In Washington the Democrats with scant or no Republican help in Congress and plenty of opposition from them, enacted laws to invest in infrastructure, act on climate change, reduce drug prices, and invest in domestic research and manufacturing of chips – not the chocolate ones but the computer chips that now make everything work from can openers to computers to cars, airplanes and space ships and are the building blocks of all future technology.

Hardly anyone noticed. They were busy noticing the price of gasoline.

In the period between June and late September, with prices at the pump receding,including in most of the so-called battleground states, and with the force of the Dobbs decision channeling Democrats’ energy and engagement, Democrats began to rise in the polls.

Some of them jumped out to significant leads over their Republican opponents or put enough distance between them as to signal much better chances as Republican primaries regugurgitated extremist candidates onto November ballots.

Who was it who said, “Exreremism in defense of liberty is no vice”? Oh, yes, Barry Goldwater. Could even he have imagined Kari Lake and Bart Masters, the Republican candidates respectively for governor and U.S. senator in his Arizona? It’s what, these days, they call an existential question.

Now, of course the pundit is a herd animal. It has a talent for repeating the last thing it heard unless and until it hears something different.

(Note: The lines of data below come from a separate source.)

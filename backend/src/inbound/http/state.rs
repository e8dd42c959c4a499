//! Shared HTTP adapter state.
//!
//! Handlers receive this via `actix_web::web::Data` and only see driving
//! ports, so they stay testable with fixtures and no I/O.

use std::sync::Arc;

use crate::domain::ports::{
    AccountCommand, AccountQuery, FixtureAccountCommand, FixtureAccountQuery,
    FixtureFlashcardCommand, FixtureFlashcardQuery, FixtureTranslationQuery, FlashcardCommand,
    FlashcardQuery, TranslationQuery,
};

/// Dependency bundle for HTTP handlers.
#[derive(Clone)]
pub struct HttpState {
    pub accounts: Arc<dyn AccountCommand>,
    pub accounts_query: Arc<dyn AccountQuery>,
    pub flashcards: Arc<dyn FlashcardCommand>,
    pub flashcards_query: Arc<dyn FlashcardQuery>,
    pub translations: Arc<dyn TranslationQuery>,
}

impl HttpState {
    /// State backed entirely by fixture ports.
    ///
    /// # Examples
    /// ```
    /// use flashcards::inbound::http::state::HttpState;
    ///
    /// let state = HttpState::fixtures();
    /// let _flashcards = state.flashcards.clone();
    /// ```
    pub fn fixtures() -> Self {
        Self {
            accounts: Arc::new(FixtureAccountCommand),
            accounts_query: Arc::new(FixtureAccountQuery),
            flashcards: Arc::new(FixtureFlashcardCommand),
            flashcards_query: Arc::new(FixtureFlashcardQuery),
            translations: Arc::new(FixtureTranslationQuery),
        }
    }
}
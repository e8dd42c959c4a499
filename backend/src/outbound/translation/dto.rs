//! DTOs for decoding MyMemory-style translation responses.

use serde::Deserialize;

#[derive(Debug, Deserialize)]
pub(super) struct TranslationResponseDto {
    #[serde(rename = "responseData")]
    pub(super) response_data: Option<TranslationDataDto>,
    #[serde(rename = "responseStatus")]
    pub(super) response_status: ResponseStatusDto,
    #[serde(rename = "responseDetails", default)]
    pub(super) response_details: Option<String>,
}

#[derive(Debug, Deserialize)]
pub(super) struct TranslationDataDto {
    #[serde(rename = "translatedText")]
    pub(super) translated_text: Option<String>,
}

/// The provider reports its status as a number or, on some errors, a string.
#[derive(Debug, Deserialize)]
#[serde(untagged)]
pub(super) enum ResponseStatusDto {
    Code(u16),
    Text(String),
}

impl ResponseStatusDto {
    /// Numeric status, when it can be read as one.
    pub(super) fn code(&self) -> Option<u16> {
        match self {
            Self::Code(code) => Some(*code),
            Self::Text(text) => text.trim().parse().ok(),
        }
    }
}

impl TranslationResponseDto {
    /// Trimmed translated text, if the payload carries a non-blank one.
    pub(super) fn translated_text(&self) -> Option<&str> {
        self.response_data
            .as_ref()
            .and_then(|data| data.translated_text.as_deref())
            .map(str::trim)
            .filter(|text| !text.is_empty())
    }
}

So from June to September the pundits all remarked on improved Democratic chances but hedged always with reports on inflation. Then in late September the national average price of gasoline began to inch up topping out at $3.93 a gallon two weeks ago in early October. Also, two national reports showed inflation at 8.8% annually in September and 8.4 % in October.

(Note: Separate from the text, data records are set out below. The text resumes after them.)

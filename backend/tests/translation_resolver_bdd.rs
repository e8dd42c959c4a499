//! Behaviour tests for the lexicon-then-remote translation lookup.
//!
//! The remote provider is a scripted stub so scenarios can assert both the
//! resolved text and whether the network tier was consulted.

#[path = "support/stub_remote.rs"]
mod stub_remote;

use std::cell::RefCell;
use std::sync::Arc;

use flashcards::domain::{Direction, TranslationResolver, TranslationResult, TranslationSource, Word};
use rstest::fixture;
use rstest_bdd_macros::{given, scenario, then, when};
use stub_remote::StubRemote;
use tokio::runtime::Runtime;

struct ResolverWorld {
    runtime: Runtime,
    remote: Arc<StubRemote>,
    result: RefCell<Option<TranslationResult>>,
}

impl ResolverWorld {
    fn new() -> Self {
        Self {
            runtime: tokio::runtime::Builder::new_current_thread()
                .enable_all()
                .build()
                .expect("test runtime"),
            remote: Arc::new(StubRemote::default()),
            result: RefCell::new(None),
        }
    }

    fn resolve(&self, word: &str, direction: Direction) {
        let resolver = TranslationResolver::new(self.remote.clone());
        let word = Word::new(word).expect("valid word");
        let result = self
            .runtime
            .block_on(async { resolver.resolve(&word, direction).await });
        *self.result.borrow_mut() = Some(result);
    }

    fn with_result<F>(&self, f: F)
    where
        F: FnOnce(&TranslationResult),
    {
        let result = self.result.borrow();
        f(result.as_ref().expect("a translation was resolved"));
    }
}

#[fixture]
fn world() -> ResolverWorld {
    ResolverWorld::new()
}

#[given("the remote provider answers {answer}")]
fn the_remote_provider_answers(world: &ResolverWorld, answer: String) {
    world.remote.set_answer(Some(&answer));
}

#[given("the remote provider is unavailable")]
fn the_remote_provider_is_unavailable(world: &ResolverWorld) {
    world.remote.set_answer(None);
}

#[when("I translate {word} with direction {direction}")]
fn i_translate_with_direction(world: &ResolverWorld, word: String, direction: String) {
    let direction: Direction = direction.parse().expect("known direction");
    world.resolve(&word, direction);
}

#[then("the translation is {expected}")]
fn the_translation_is(world: &ResolverWorld, expected: String) {
    world.with_result(|result| assert_eq!(result.translation, expected));
}

#[then("the translation came from the {tier}")]
fn the_translation_came_from(world: &ResolverWorld, tier: String) {
    let expected = match tier.as_str() {
        "lexicon" => TranslationSource::Lexicon,
        "remote" => TranslationSource::Remote,
        "identity" => TranslationSource::Identity,
        other => panic!("unknown tier {other}"),
    };
    world.with_result(|result| assert_eq!(result.source, expected));
}

#[then("the remote provider was not called")]
fn the_remote_provider_was_not_called(world: &ResolverWorld) {
    assert!(world.remote.calls().is_empty());
}

#[then("the remote provider was asked for {word} with pair {pair}")]
fn the_remote_provider_was_asked_for(world: &ResolverWorld, word: String, pair: String) {
    assert_eq!(world.remote.calls(), vec![(word, pair)]);
}

#[scenario(
    path = "tests/features/translation_resolver.feature",
    name = "Lexicon words never reach the remote provider"
)]
fn lexicon_words_never_reach_the_remote_provider(world: ResolverWorld) {
    drop(world);
}

#[scenario(
    path = "tests/features/translation_resolver.feature",
    name = "Portuguese words resolve through the reverse lexicon"
)]
fn portuguese_words_resolve_through_the_reverse_lexicon(world: ResolverWorld) {
    drop(world);
}

#[scenario(
    path = "tests/features/translation_resolver.feature",
    name = "Unknown words use the remote provider"
)]
fn unknown_words_use_the_remote_provider(world: ResolverWorld) {
    drop(world);
}

#[scenario(
    path = "tests/features/translation_resolver.feature",
    name = "Unknown words fall back to themselves when the provider fails"
)]
fn unknown_words_fall_back_to_themselves(world: ResolverWorld) {
    drop(world);
}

The pundits did not note the rise, had been checked but that it continued to be high. They spokes as always with one voice. At any given moment the inflation rate reduces in the public mind to but one number – but it is a number about which millions and millions of words of doom are written and spoken.

They kept up the drumbeat though if they looked across the ocean they could see inflation rate ranges between 12% and 24% among European nations. But Americans don’t care about 24% inflation in Lithuania. They should But they don’t. They are much more interested in the bread aisle at the local supermarket.

Regardless, the revised take on the election was that inflation had moved to the fore again, heralded once more by rising gasoline prices and that Dobbs angst was receding.

But, then what happened to the price of gas? The national average began to fall back and has been falling a penny or two a day. As of this writing Friday, Oct. 21, it was back to $3.82 with every prospect of dropping back to its recent low.

Given the ups and downs in pump prices and the ebb and flow in the polls, you could surmise there is an inverse relation between the price of gasonline at the pump and the polls. Will falling gasoline prices make it back into the news with time for that to be reflected in public opinion – and polling – and then at the ballot box? Who knows. Certainly I don’t but chances are, time running out to Nov. 8, it will not.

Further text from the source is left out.